In an editorial, Galli solemnly proclaimed, “That he should be removed, we believe, is not a matter of partisan loyalties but loyalty to the Creator of the Ten Commandments.” The media loved the editorial and feted Galli for days. Journalists who normally decry faith in politics and call for Christians to dilute the Ten Commandments and compromise with the world were suddenly all ears. Nothing pleased the media more during Trump’s presidency than the opportunity to drive a wedge between him and Christians.
But few seemed to notice that this oh-so-righteous call was coming from a publication not particularly known in recent years for its staunch defense of traditional Christian morality and an editor who was apparently not practicing it. (His aforementioned harassing of three women over three days happened just months before he penned the editorial — a grim irony that could not have been lost on his colleagues.)
It turns out that the atmosphere in Galli’s office was far more unseemly than anything happening in the Oval Office. Christianity Today now acknowledges: “A number of women reported demeaning, inappropriate, and offensive behavior by former editor in chief Mark Galli and former advertising director Olatokunbo Olawoye. But their behavior was not checked and the men were not disciplined, according to an external assessment of the ministry’s culture released Tuesday.”
The publication reports that “Olawoye’s tenure at CT ended after he was arrested by federal agents in a sting operation in 2017. He was attempting to pay for sex with a teenage girl. He ultimately pleaded guilty and was sentenced to three years in prison.” The publication then reports Galli’s odd response to the arrest of his colleague:
In CT’s editorial department, it was Mark Galli who shared the news of Olawoye’s arrest and delivered the message about suspending judgment. He told at least two women he supervised that he understood how a man could be tempted to pay for sex with a teenager. According to the women, Galli said that he also had unfulfilled sexual urges and that was a common male experience. The important thing was learning not to act on those urges.

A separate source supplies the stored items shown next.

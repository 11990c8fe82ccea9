//! The in-process rank fabric. One broadcast channel fans requests out from
//! the coordinator to every worker, and one bounded mpsc channel per worker
//! carries scanlines back. Both sides are plain values, so tests can drive
//! either end without sockets or spawned tasks.

use shared::models::{render_request::RenderRequest, scanline::Scanline};
use tokio::sync::{broadcast, mpsc};

use crate::{error::EngineError, result::EngineResult};

const REQUEST_DEPTH: usize = 16;
const ROW_DEPTH: usize = 32;

/// Rank 0's side of the fabric.
pub struct CoordinatorHub {
    world_size: u32,
    requests: broadcast::Sender<RenderRequest>,
    rows: Vec<mpsc::Receiver<Scanline>>,
}

/// One worker rank's side of the fabric.
pub struct WorkerLink {
    rank: u32,
    world_size: u32,
    requests: broadcast::Receiver<RenderRequest>,
    rows: mpsc::Sender<Scanline>,
}

/// Builds the fabric for `worker_count` workers plus the coordinator.
/// Every worker is subscribed to the broadcast before this returns, so no
/// request can be missed.
pub fn build(worker_count: u32) -> (CoordinatorHub, Vec<WorkerLink>) {
    let world_size = worker_count + 1;
    let (request_tx, _) = broadcast::channel(REQUEST_DEPTH);

    let mut links = Vec::with_capacity(worker_count as usize);
    let mut row_receivers = Vec::with_capacity(worker_count as usize);

    for rank in 1..=worker_count {
        let (row_tx, row_rx) = mpsc::channel(ROW_DEPTH);
        links.push(WorkerLink {
            rank,
            world_size,
            requests: request_tx.subscribe(),
            rows: row_tx,
        });
        row_receivers.push(row_rx);
    }

    let hub = CoordinatorHub {
        world_size,
        requests: request_tx,
        rows: row_receivers,
    };

    (hub, links)
}

impl CoordinatorHub {
    pub fn world_size(&self) -> u32 {
        self.world_size
    }

    pub fn worker_count(&self) -> u32 {
        self.world_size - 1
    }

    /// Fans a request out to every worker rank.
    pub fn broadcast(&self, request: RenderRequest) -> EngineResult<()> {
        self.requests
            .send(request)
            .map(|_| ())
            .map_err(|_| EngineError::PoolDisconnected)
    }

    /// Next scanline from the given worker rank, in that rank's send order.
    pub async fn recv_row(&mut self, rank: u32) -> EngineResult<Scanline> {
        self.rows[(rank - 1) as usize]
            .recv()
            .await
            .ok_or(EngineError::PoolDisconnected)
    }
}

impl WorkerLink {
    pub fn rank(&self) -> u32 {
        self.rank
    }

    pub fn world_size(&self) -> u32 {
        self.world_size
    }

    pub fn worker_count(&self) -> u32 {
        self.world_size - 1
    }

    /// Blocks until the coordinator broadcasts the next request.
    pub async fn recv_request(&mut self) -> EngineResult<RenderRequest> {
        self.requests
            .recv()
            .await
            .map_err(|_| EngineError::PoolDisconnected)
    }

    /// Sends one scanline to rank 0; applies backpressure when the link is
    /// full.
    pub async fn send_row(&self, line: Scanline) -> EngineResult<()> {
        self.rows
            .send(line)
            .await
            .map_err(|_| EngineError::PoolDisconnected)
    }
}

Both would later question why he told them that. Both were later touched inappropriately by the then–editor in chief.
All of this makes Galli’s censoriousness about Trump’s vulgarities very puzzling. It is hard to believe that he was truly fretting over Trump’s “character flaws.” It is far more likely that he just didn’t like his personality and politics. Many of the ostensible moral critiques of the Never Trumpers were nothing more than disguised and opportunistic political attacks on Trump, often coming from “conservatives” who long ago abandoned any defense of Christian morality.
They wouldn’t even give Trump credit for improvements in his behavior, such as his defense of the unborn. He was the most pro-life president since Reagan. What bothered the Never Trumpers the most about Trump was not his decadent past but his break with it. They would have preferred if he had remained a Manhattanite libertine. Instead, he turned into a Rush Limbaugh-style conservative and defended the religious freedom of Christians.
The browbeating of Christians for siding with Trump over Hillary Clinton continues. But it makes no sense, especially in light of the persecution that they now face under Biden. “Be as gentle as doves and wise as serpents,” Jesus Christ told his disciples. Imprudence, even if it is dressed up as a higher form of morality, is a vice, not a virtue. Trump’s Christian voters understood that while remembering an adage to which Galli and other compromised Never Trumpers should have been sympathetic — that “every saint has a past, every sinner has a future.”